Stored data entries:
* * * * *

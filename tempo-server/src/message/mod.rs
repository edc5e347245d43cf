//! 实时消息模块
//!
//! 进程内广播总线 + WebSocket 扇出。fire-and-forget：没有订阅者、
//! 通道滞后、连接断开都不会影响触发广播的状态变更。

pub mod bus;

pub use bus::MessageBus;
#[cfg(test)]
mod tests {
    use super::*;
    use shared::Clock;
    use shared::models::{AccountCreate, PeriodType, ReportCreate};

    use crate::auth::credential;
    use crate::core::Config;
    use crate::db::DbService;

    async fn test_state() -> ServerState {
        let db = DbService::in_memory().await.expect("in-memory db");
        let config = Config::with_overrides("/tmp/tempo-test", 0);
        ServerState::with_pool(config, db.pool, Clock::fixed_at(1_700_000_000_000))
    }

    async fn seed_user(state: &ServerState, email: &str, role: Role) -> CurrentUser {
        let hash = credential::hash_password("pw").unwrap();
        let acct = account::create(
            &state.pool,
            AccountCreate {
                email: email.into(),
                password: String::new(),
                display_name: None,
                role,
                department_id: None,
                month_end_day: None,
            },
            hash,
            state.clock.now_millis(),
        )
        .await
        .unwrap();

        CurrentUser {
            id: acct.id,
            email: acct.email,
            display_name: acct.display_name,
            role,
            session_id: 1,
        }
    }

    async fn seed_draft(state: &ServerState, owner: &CurrentUser) -> Report {
        report::create(
            &state.pool,
            owner.id,
            None,
            &ReportCreate {
                period_type: PeriodType::Daily,
                period_key: "2026-08-07".into(),
                content: "wrote quarterly summary".into(),
                signature: None,
            },
            state.clock.now_millis(),
        )
        .await
        .unwrap()
    }

    fn sig(name: &str) -> TransitionPayload {
        TransitionPayload {
            signature: format!("sig:{name}"),
            comment: None,
        }
    }

    #[tokio::test]
    async fn full_chain_for_employee_author() {
        let state = test_state().await;
        let employee = seed_user(&state, "emp@example.com", Role::Employee).await;
        let supervisor = seed_user(&state, "sup@example.com", Role::Supervisor).await;
        let manager = seed_user(&state, "mgr@example.com", Role::Manager).await;

        let draft = seed_draft(&state, &employee).await;

        let rep = submit(&state, draft.id, &employee, &sig("emp")).await.unwrap();
        assert_eq!(rep.status, ReportStatus::Submitted);
        assert!(rep.submitted_at.is_some());

        // Re-submitting an already advanced report is a conflict, not a reapply
        let err = submit(&state, draft.id, &employee, &sig("emp")).await.unwrap_err();
        assert!(matches!(err, AppError::InvalidTransition(_)));

        let rep = supervisor_approve(&state, draft.id, &supervisor, &sig("sup"))
            .await
            .unwrap();
        assert_eq!(rep.status, ReportStatus::Reviewed);

        let rep = head_approve(&state, draft.id, &manager, &sig("head")).await.unwrap();
        assert_eq!(rep.status, ReportStatus::HeadReviewed);

        let rep = manager_approve(&state, draft.id, &manager, &sig("mgr")).await.unwrap();
        assert_eq!(rep.status, ReportStatus::Approved);
        assert_eq!(rep.manager_signature.as_deref(), Some("sig:mgr"));
    }

    #[tokio::test]
    async fn management_author_skips_supervisor_tier() {
        let state = test_state().await;
        let author = seed_user(&state, "boss@example.com", Role::Manager).await;
        let supervisor = seed_user(&state, "sup@example.com", Role::Supervisor).await;
        let reviewer = seed_user(&state, "mgr@example.com", Role::Manager).await;

        let draft = seed_draft(&state, &author).await;
        submit(&state, draft.id, &author, &sig("boss")).await.unwrap();

        // The supervisor tier does not apply to management-authored reports
        let err = supervisor_approve(&state, draft.id, &supervisor, &sig("sup"))
            .await
            .unwrap_err();
        assert!(matches!(err, AppError::InvalidTransition(_)));

        // Head review accepts SUBMITTED directly for them
        let rep = head_approve(&state, draft.id, &reviewer, &sig("head")).await.unwrap();
        assert_eq!(rep.status, ReportStatus::HeadReviewed);
    }

    #[tokio::test]
    async fn manager_approve_requires_reviewed_or_head_reviewed() {
        let state = test_state().await;
        let employee = seed_user(&state, "emp@example.com", Role::Employee).await;
        let manager = seed_user(&state, "mgr@example.com", Role::Manager).await;

        let draft = seed_draft(&state, &employee).await;

        // From DRAFT
        let err = manager_approve(&state, draft.id, &manager, &sig("mgr"))
            .await
            .unwrap_err();
        assert!(matches!(err, AppError::InvalidTransition(_)));

        // From SUBMITTED (employee author, no skip)
        submit(&state, draft.id, &employee, &sig("emp")).await.unwrap();
        let err = manager_approve(&state, draft.id, &manager, &sig("mgr"))
            .await
            .unwrap_err();
        assert!(matches!(err, AppError::InvalidTransition(_)));

        // Status unchanged by the failed attempts
        let rep = report::find_by_id(&state.pool, draft.id).await.unwrap().unwrap();
        assert_eq!(rep.status, ReportStatus::Submitted);
    }

    #[tokio::test]
    async fn reject_is_terminal() {
        let state = test_state().await;
        let employee = seed_user(&state, "emp@example.com", Role::Employee).await;
        let supervisor = seed_user(&state, "sup@example.com", Role::Supervisor).await;

        let draft = seed_draft(&state, &employee).await;
        submit(&state, draft.id, &employee, &sig("emp")).await.unwrap();

        let rep = reject(&state, draft.id, &supervisor, Some("numbers do not add up"))
            .await
            .unwrap();
        assert_eq!(rep.status, ReportStatus::Rejected);
        assert_eq!(rep.rejected_by, Some(supervisor.id));

        // Nothing moves a rejected report
        let err = supervisor_approve(&state, draft.id, &supervisor, &sig("sup"))
            .await
            .unwrap_err();
        assert!(matches!(err, AppError::InvalidTransition(_)));
        let err = reject(&state, draft.id, &supervisor, None).await.unwrap_err();
        assert!(matches!(err, AppError::InvalidTransition(_)));
    }

    #[tokio::test]
    async fn wrong_tier_role_is_unauthorized() {
        let state = test_state().await;
        let employee = seed_user(&state, "emp@example.com", Role::Employee).await;
        let other = seed_user(&state, "peer@example.com", Role::Employee).await;

        let draft = seed_draft(&state, &employee).await;
        submit(&state, draft.id, &employee, &sig("emp")).await.unwrap();

        let err = supervisor_approve(&state, draft.id, &other, &sig("peer"))
            .await
            .unwrap_err();
        assert!(matches!(err, AppError::Forbidden(_)));
    }
}
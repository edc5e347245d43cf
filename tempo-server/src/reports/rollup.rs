//! Departmental Rollup Aggregator
//!
//! Derived, idempotent aggregation of member reports into one summary per
//! (department, period). Daily rollups accept reports from SUBMITTED on;
//! weekly/monthly rollups are produced before final manager sign-off, so
//! they accept REVIEWED as well as APPROVED.

use shared::Clock;
use shared::models::{DepartmentReport, PeriodType, ReportStatus};
use sqlx::SqlitePool;

use crate::db::repository::{department, report};
use crate::utils::AppError;

/// The "sufficiently approved" status set per period type.
pub fn qualifying_statuses(period_type: PeriodType) -> &'static [ReportStatus] {
    match period_type {
        PeriodType::Daily => &[ReportStatus::Submitted, ReportStatus::Approved],
        PeriodType::Weekly | PeriodType::Monthly => {
            &[ReportStatus::Reviewed, ReportStatus::Approved]
        }
    }
}

/// Aggregate one department's qualifying reports for one period.
///
/// Returns `Ok(None)` when no member has a qualifying report. Regenerating
/// for the same key replaces the existing row in place (upsert), never
/// duplicates it.
pub async fn aggregate(
    pool: &SqlitePool,
    clock: &Clock,
    department_id: i64,
    period_type: PeriodType,
    period_key: &str,
) -> Result<Option<DepartmentReport>, AppError> {
    let members = report::find_qualifying_for_rollup(
        pool,
        department_id,
        period_type,
        period_key,
        qualifying_statuses(period_type),
    )
    .await?;

    if members.is_empty() {
        return Ok(None);
    }

    let summary = members
        .iter()
        .map(|m| format!("== {} ({}) ==\n{}", m.display_name, m.account_id, m.content))
        .collect::<Vec<_>>()
        .join("\n\n");

    let rollup = department::upsert_report(
        pool,
        department_id,
        period_type,
        period_key,
        &summary,
        clock.now_millis(),
    )
    .await?;

    tracing::debug!(
        department_id,
        %period_type,
        period_key,
        members = members.len(),
        "Department rollup regenerated"
    );

    Ok(Some(rollup))
}

#[cfg(test)]
mod tests {
    use super::*;
    use shared::models::{AccountCreate, ReportCreate, Role};

    use crate::auth::credential;
    use crate::db::DbService;
    use crate::db::repository::account;

    async fn seed(pool: &SqlitePool, clock: &Clock) -> i64 {
        let now = clock.now_millis();
        let dept = department::create(pool, "Engineering", now).await.unwrap();

        for (email, content) in [
            ("ana@example.com", "shipped the payroll import"),
            ("budi@example.com", "reviewed vendor contracts"),
        ] {
            let hash = credential::hash_password("pw").unwrap();
            let acct = account::create(
                pool,
                AccountCreate {
                    email: email.into(),
                    password: String::new(),
                    display_name: None,
                    role: Role::Employee,
                    department_id: Some(dept.id),
                    month_end_day: None,
                },
                hash,
                now,
            )
            .await
            .unwrap();

            report::create(
                pool,
                acct.id,
                Some(dept.id),
                &ReportCreate {
                    period_type: PeriodType::Daily,
                    period_key: "2026-08-07".into(),
                    content: content.into(),
                    signature: Some("sig".into()),
                },
                now,
            )
            .await
            .unwrap();
        }

        dept.id
    }

    #[tokio::test]
    async fn aggregate_is_idempotent() {
        let db = DbService::in_memory().await.unwrap();
        let clock = Clock::fixed_at(1_700_000_000_000);
        let dept_id = seed(&db.pool, &clock).await;

        let first = aggregate(&db.pool, &clock, dept_id, PeriodType::Daily, "2026-08-07")
            .await
            .unwrap()
            .expect("two qualifying reports");
        assert!(first.summary.contains("ana@example.com"));
        assert!(first.summary.contains("shipped the payroll import"));
        assert!(first.summary.contains("reviewed vendor contracts"));

        clock.advance(chrono::Duration::minutes(5));
        let second = aggregate(&db.pool, &clock, dept_id, PeriodType::Daily, "2026-08-07")
            .await
            .unwrap()
            .unwrap();

        // Same row updated in place, content stable
        assert_eq!(first.id, second.id);
        assert_eq!(first.summary, second.summary);
        assert!(second.updated_at > first.updated_at);

        let all = department::list_reports(&db.pool, dept_id, None, 10)
            .await
            .unwrap();
        assert_eq!(all.len(), 1);
    }

    #[tokio::test]
    async fn no_qualifying_reports_is_a_no_op() {
        let db = DbService::in_memory().await.unwrap();
        let clock = Clock::fixed_at(1_700_000_000_000);
        let dept_id = seed(&db.pool, &clock).await;

        // Weekly rollup requires REVIEWED+, the seeded reports are daily
        let result = aggregate(
            &db.pool,
            &clock,
            dept_id,
            PeriodType::Weekly,
            "2026-08-03_2026-08-09",
        )
        .await
        .unwrap();
        assert!(result.is_none());
        assert!(
            department::list_reports(&db.pool, dept_id, Some(PeriodType::Weekly), 10)
                .await
                .unwrap()
                .is_empty()
        );
    }
}
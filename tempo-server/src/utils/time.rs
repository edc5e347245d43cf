//! 时间工具函数 — 业务时区转换
//!
//! 所有日期→时间戳转换统一在 handler / engine 层完成，
//! repository 层只接收 `i64` Unix millis 或 `YYYY-MM-DD` 字符串。
//! "当前时间"一律来自注入的 [`shared::Clock`]。

use chrono::{Datelike, Duration, NaiveDate, NaiveTime};
use chrono_tz::Tz;

use super::{AppError, AppResult};

/// 解析日期字符串 (YYYY-MM-DD)
pub fn parse_date(date: &str) -> AppResult<NaiveDate> {
    NaiveDate::parse_from_str(date, "%Y-%m-%d")
        .map_err(|_| AppError::validation(format!("Invalid date format: {}", date)))
}

/// 解析 HH:MM 时刻（工作时间窗口、主管门禁截止）
pub fn parse_hhmm(value: &str) -> AppResult<NaiveTime> {
    NaiveTime::parse_from_str(value, "%H:%M")
        .map_err(|_| AppError::validation(format!("Invalid time format: {}", value)))
}

/// 日期 + 时分秒 → Unix millis (业务时区)
///
/// DST gap fallback: 如果本地时间不存在 (夏令时跳跃)，fallback 到 UTC。
pub fn date_hms_to_millis(date: NaiveDate, hour: u32, min: u32, sec: u32, tz: Tz) -> i64 {
    let naive = date.and_hms_opt(hour, min, sec).unwrap();
    naive
        .and_local_timezone(tz)
        .latest()
        .map(|dt| dt.timestamp_millis())
        .unwrap_or_else(|| naive.and_utc().timestamp_millis())
}

/// 日期开始 (00:00:00) → Unix millis (业务时区)
pub fn day_start_millis(date: NaiveDate, tz: Tz) -> i64 {
    date_hms_to_millis(date, 0, 0, 0, tz)
}

/// 日期结束 → 次日 00:00:00 的 Unix millis (业务时区)
///
/// 返回次日零点时间戳，调用方使用 `< end` (不含) 语义。
pub fn day_end_millis(date: NaiveDate, tz: Tz) -> i64 {
    let next_day = date.succ_opt().unwrap_or(date);
    day_start_millis(next_day, tz)
}

/// 周一为一周开始：给定日期所在周的 (周一, 周日)
pub fn week_bounds(date: NaiveDate) -> (NaiveDate, NaiveDate) {
    let weekday = date.weekday().num_days_from_monday() as i64;
    let monday = date - Duration::days(weekday);
    let sunday = monday + Duration::days(6);
    (monday, sunday)
}

/// 周报 period_key: `YYYY-MM-DD_YYYY-MM-DD` (周一_周日)
pub fn weekly_period_key(date: NaiveDate) -> String {
    let (monday, sunday) = week_bounds(date);
    format!("{}_{}", monday.format("%Y-%m-%d"), sunday.format("%Y-%m-%d"))
}

/// 月报 period_key: `YYYY-MM`
pub fn monthly_period_key(date: NaiveDate) -> String {
    format!("{:04}-{:02}", date.year(), date.month())
}

/// 日报 period_key: `YYYY-MM-DD`
pub fn daily_period_key(date: NaiveDate) -> String {
    date.format("%Y-%m-%d").to_string()
}

#[cfg(test)]
mod tests {
    use super::*;

    #[test]
    fn week_bounds_are_monday_to_sunday() {
        // 2026-08-07 is a Friday
        let friday = NaiveDate::from_ymd_opt(2026, 8, 7).unwrap();
        let (monday, sunday) = week_bounds(friday);
        assert_eq!(monday, NaiveDate::from_ymd_opt(2026, 8, 3).unwrap());
        assert_eq!(sunday, NaiveDate::from_ymd_opt(2026, 8, 9).unwrap());
        assert_eq!(weekly_period_key(friday), "2026-08-03_2026-08-09");
    }

    #[test]
    fn period_keys_format() {
        let date = NaiveDate::from_ymd_opt(2026, 8, 7).unwrap();
        assert_eq!(daily_period_key(date), "2026-08-07");
        assert_eq!(monthly_period_key(date), "2026-08");
    }

    #[test]
    fn parse_hhmm_accepts_valid_rejects_garbage() {
        assert_eq!(
            parse_hhmm("19:00").unwrap(),
            NaiveTime::from_hms_opt(19, 0, 0).unwrap()
        );
        assert!(parse_hhmm("25:99").is_err());
        assert!(parse_hhmm("7pm").is_err());
    }
}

* * * * *

→ What is expected
Out of the entries, report each line that contains the word "tempo".

→ Problem solution
filename tempo-server/src/message/mod.rs
        let config = Config::with_overrides("/tmp/tempo-test", 0);
filename tempo-server/src/reports/rollup.rs
filename tempo-server/src/utils/time.rs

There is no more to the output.